07/08/06 (B362) Somalie : le Premier Ministre refuse de quitter son poste (Aljazeera.net : AFP)
Somali PM refuses to quit
Thursday 03 August 2006, 16:54 Makka Time, 13:54 GMT
Gedi was working to replace ministers who have resigned
The prime minister of Somalia has refused to resign despite a mass exodus of cabinet ministers and mounting criticism over the deployment of Ethiopian troops to protect his 18-month-old powerless administration.
Abdurahman Mohamed Nur Dinari, a government spokesman, said Ali Mohamed Gedi was instead working to replace the 36 ministers who have quit the 102-member cabinet in the past week.
The ministers called for Gedi’s resignation even after he escaped a vote of no confidence over the weekend.
"The prime minister is not going to resign.

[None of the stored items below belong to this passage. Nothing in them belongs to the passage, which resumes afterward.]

use crate::shared::config::{AppConfig, AppConfigBuilder, ConfigError};
use std::time::Duration;

/// Environment override for the backend URL
pub const ENV_BACKEND_URL: &str = "BASKET_BACKEND_URL";
/// Environment override for the public API key
pub const ENV_API_KEY: &str = "BASKET_API_KEY";
/// Environment override for the access token
pub const ENV_ACCESS_TOKEN: &str = "BASKET_ACCESS_TOKEN";

/// Client configuration wrapper.
///
/// Constructed once at startup and shared by reference with the RPC client
/// and every reconciler.
#[derive(Debug, Clone)]
pub struct Config {
    app: AppConfig,
}

impl Config {
    /// Wrap an already validated configuration
    pub fn new(app: AppConfig) -> Self {
        Self { app }
    }

    pub fn with_builder(builder: AppConfigBuilder) -> Result<Self, ConfigError> {
        Ok(Self::new(builder.build()?))
    }

    /// Apply `BASKET_*` environment overrides on top of `app` and validate
    pub fn from_env(app: AppConfig) -> Result<Self, ConfigError> {
        let mut app = app;
        if let Ok(url) = std::env::var(ENV_BACKEND_URL) {
            app.backend_url = url;
        }
        if let Ok(key) = std::env::var(ENV_API_KEY) {
            app.api_key = key;
        }
        if let Ok(token) = std::env::var(ENV_ACCESS_TOKEN) {
            app.access_token = Some(token).filter(|t| !t.is_empty());
        }
        app.validate()?;
        Ok(Self { app })
    }

    /// Load the default config file if present, then apply env overrides
    pub fn load_default() -> Result<Self, ConfigError> {
        let app = match AppConfig::default_path() {
            Some(path) if path.exists() => {
                tracing::debug!(path = %path.display(), "loading config file");
                AppConfig::read(&path)?
            }
            _ => AppConfig::default(),
        };
        Self::from_env(app)
    }

    pub fn app(&self) -> &AppConfig {
        &self.app
    }

    pub fn backend_url(&self) -> &str {
        self.app.backend_url.trim_end_matches('/')
    }

    pub fn api_key(&self) -> &str {
        &self.app.api_key
    }

    /// Token sent as bearer credentials; falls back to the public key
    pub fn bearer_token(&self) -> &str {
        self.app.access_token.as_deref().unwrap_or(&self.app.api_key)
    }

    pub fn set_access_token(&mut self, token: Option<String>) {
        self.app.access_token = token;
    }

    /// Get the full URL of a stored procedure
    pub fn rpc_url(&self, procedure: &str) -> String {
        format!("{}/rest/v1/rpc/{}", self.backend_url(), procedure)
    }

    pub fn refresh_interval(&self) -> Duration {
        self.app.refresh_interval()
    }

    pub fn request_timeout(&self) -> Duration {
        self.app.request_timeout()
    }

    pub fn channel_buffer(&self) -> usize {
        self.app.channel_buffer
    }
}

Instead he is consulting with the MPs who support him and clan elders to replace the ministers who have quit," Dinari told AFP from the government’s temporary base in Baidoa, about 250km northwest of Mogadishu, on Thursday.
"There is no legal basis for the prime minister to resign," he added.
Peace talks
Dinari spoke as Somali President Abdullahi Yusuf Ahmed and parliament speaker Sharif Hassan Sheikh Aden held private consultations after they disagreed with Gedi on whether to engage the Islamist militia in peace talks.
He said the fallout was caused by Yusuf and Aden insisting on sending delegates to the Arab League-mediated talks with the Islamists in Khartoum against Gedi’s call for a postponement of the second round talks.
"The prime minister made it clear that the two were not respecting the principle of separation of powers and that it was his responsibility to chose delegates," Dinari said.
Warnings
The Islamists, grouped under the Supreme Islamic Council of Somalia (SICS), hold sway of much of southern Somalia, including the capital, which they seized after routing US-backed warlords in clashes that claimed at least 360 lives.
On Wednesday, the SICS chief Sheikh Hassan Dahir Aweys invited ministers who had resigned to join his movement and lashed out at Gedi for allowing the deployment of Ethiopian troops that has split the country.
The SICS have said that they will not participate in the talks until the Ethiopian troops pull back, with some Islamists calling for war against their northern neighbour.
The United Nations, the United States and other Western countries have warned that any interference by Somalia’s neighbours might scupper efforts to achieve lasting peace in the country.
The Somali government, formed in Kenya in late 2004 after more than two years of peace talks, was seen as the best chance for the lawless nation to set up a functioning administration since the ouster of dictator Mohamed Siad Barre in 1991.